Pubdate: Thu, 14 Dec 2006
Source: Sacramento Bee (CA)
Copyright: 2006 The Sacramento Bee
Contact:  http://www.sacbee.com/
Details: http://www.mapinc.org/media/376
Author: Kevin A. Sabet,  a speechwriter for two U.S. drug czars, in the
Clinton and Bush administrations. He is a fellow at National
Development and Research Institutes Inc. in New York and a Ph.D.
candidate at Oxford University. His comments appeared in the
Washington Post.
Note: Does not publish letters from outside its circulation area.

REFORMING OUR DRUG POLICY

Some say that the state of Michoacan, deep in south Mexico, is where 
the "war on drugs" really started, back in 1985. It was there that 
Mexican drug lords upped the stakes by burying in a shallow grave the 
body of a young Drug Enforcement Administration agent, Enrique 
Camarena, whom they had kidnapped and killed. The U.S. Congress 
responded months later with strict anti-drug laws, including a 
mandatory minimum sentence of 10 years in prison for anyone 
trafficking in five grams of crack cocaine or 500 grams of powder cocaine.

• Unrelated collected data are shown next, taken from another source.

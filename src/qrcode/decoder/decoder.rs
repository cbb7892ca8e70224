/*
 * Copyright 2007 ZXing authors
 *
 * Licensed under the Apache License, Version 2.0 (the "License");
 * you may not use this file except in compliance with the License.
 * You may obtain a copy of the License at
 *
 *      http://www.apache.org/licenses/LICENSE-2.0
 *
 * Unless required by applicable law or agreed to in writing, software
 * distributed under the License is distributed on an "AS IS" BASIS,
 * WITHOUT WARRANTIES OR CONDITIONS OF ANY KIND, either express or implied.
 * See the License for the specific language governing permissions and
 * limitations under the License.
 */

use crate::common::reedsolomon::{get_predefined_genericgf, PredefinedGenericGf, ReedSolomonDecoder};
use crate::common::BitMatrix;
use crate::qrcode::decoder::{decoded_bit_stream_parser, BitMatrixParser, DataBlock};
use crate::result::DecoderRXingResult;
use crate::Exceptions;

/// Turns a sampled QR symbol grid into text: parse format/version info,
/// pull codewords off the grid, de-interleave them into their Reed-
/// Solomon blocks, correct each block, then hand the concatenated data
/// codewords to the bit-stream parser.
pub struct Decoder;

impl Decoder {
    pub fn decode(bits: &BitMatrix, hinted_charset: Option<&str>) -> Result<DecoderRXingResult, Exceptions> {
        Self::decode_with_mirror(bits.clone(), false, hinted_charset)
            .or_else(|_| Self::decode_with_mirror(bits.clone(), true, hinted_charset))
    }

    fn decode_with_mirror(bits: BitMatrix, mirror: bool, hinted_charset: Option<&str>) -> Result<DecoderRXingResult, Exceptions> {
        let mut parser = BitMatrixParser::new(bits)?;
        parser.set_mirror(mirror);

        // Version and format info must be read (and cached) before the
        // physical transpose below: they rely on the logical i/j swap
        // `copy_bit` performs while `self.mirror` is set, against the
        // still-untransposed grid.
        let version = parser.read_version()?;
        let format_info = parser.read_format_information()?;
        let ec_level = format_info.error_correction_level();

        if mirror {
            parser.mirror();
        }

        let codewords = parser.read_codewords()?;
        let data_blocks = DataBlock::get_data_blocks(&codewords, version, ec_level)?;

        let total_bytes: usize = data_blocks.iter().map(|b| b.num_data_codewords()).sum();
        let mut result_bytes = vec![0u8; total_bytes];
        let mut result_offset = 0usize;

        let field = get_predefined_genericgf(PredefinedGenericGf::QrCodeField256);
        let rs_decoder = ReedSolomonDecoder::new(field);

        for mut block in data_blocks {
            let num_data_codewords = block.num_data_codewords();
            let codeword_bytes = block.codewords_mut();
            let mut codeword_ints: Vec<i32> = codeword_bytes.iter().map(|&b| b as i32).collect();

            let num_ec_codewords = codeword_ints.len() - num_data_codewords;
            rs_decoder
                .decode(&mut codeword_ints, num_ec_codewords)
                .map_err(|_| Exceptions::checksum_with("reed-solomon correction failed"))?;

            for i in 0..num_data_codewords {
                result_bytes[result_offset] = codeword_ints[i] as u8;
                result_offset += 1;
            }
        }

        decoded_bit_stream_parser::decode(&result_bytes, version, ec_level, hinted_charset)
    }
}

At that time, crack was certainly producing more violence on the 
streets than powder cocaine, and beat cops were expressing 
frustration at this ever-increasing drug market. Undoubtedly it was a 
time to enact "tough" legislation. But today, more than 20 years 
later, drug-related killings remain commonplace in that region of 
Mexico. Six police officers were found dead there one day last month. 
And though crack cocaine use has decreased dramatically since the 
mid-1980s, the debate over what to do about our drug problem rages on.

On the same day as the recent police killings in Mexico, the U.S.

Sentencing Commission -- an independent judicial body that advises 
Congress on sentencing laws -- held hearings on the effectiveness of 
the federal cocaine law. Should five grams of crack cocaine continue 
to trigger the same sentence as 500 grams of powder cocaine? The 
answer is clearly no.

The Sentencing Commission has written that there is a "widely held 
perception that the current penalty structure ... promotes 
unwarranted disparity based on race." The evidence that trafficking 
laws disproportionately affect blacks is hard to quantify, since 
there is little national demographic data on traffickers. Still, this 
law undoubtedly helps funnel young black men (a mind-boggling 85 
percent of federal defendants in crack cocaine cases are black) into 
prison at rates that should cause us concern.

Most of these people are street-level dealers rather than high-level 
traffickers. Theoretically, a mid-to-high-level dealer caught with 
499 grams of cocaine could get a lighter sentence than any one of the 
scores of much lower-level crack dealers he supplied the drug to 
(crack is a simple combination of powder cocaine and baking soda). 
Perhaps most troubling, the law has caused many Americans to lose 
faith in the criminal justice system even as it has increased racial division.

If current laws are unjustified, what are the alternatives? Many drug 
policy activists will tell you that "our laws don't work" and then 
quickly conclude that legalization is the most sensible solution.

But there's no evidence that works either. If addiction, sickness and 
community decay are concerns, then it must be said that drug 
legalization has failed as a social experiment -- witness the massive 
problems of legalized drugs in other places (remember Switzerland's 
Needle Park?) or legalized tobacco today (where commercialization 
fuels addiction and high profits).

But of course no serious drug policy analyst can look you in the eye 
and tell you that our only alternatives are strict prohibition or lax 
legalization. There is, in fact, a comfortable position closer to the 
middle: We can reform the worst parts of our laws without fearing 
massive increases in drug use. Erasing or dramatically closing the 
gap between the sentences for crack cocaine and powder cocaine is a 
good example of this.

The commission last argued for a 20-to-1 sentencing ratio (as opposed 
to the present 100-to-1) as a politically sensitive solution, and 
some members of Congress have argued for wiping out the distinction 
altogether. Just about anything would be better than current policy.

It sounds easier than it is, of course, but the current political 
climate may be just right. President Bush, two days before his first 
inauguration, expressed a desire for a change, telling CNN that the 
law "ought to be addressed by making sure the powder cocaine and the 
crack cocaine penalties are the same," because he didn't "believe we 
ought to be discriminatory." With the president now saying he is 
ready to work with the newly elected Democratic leadership, reform 
could be within reach.

Such a move would be more about making our drug policies "smart," and 
less about looking "tough." And it certainly would be about time.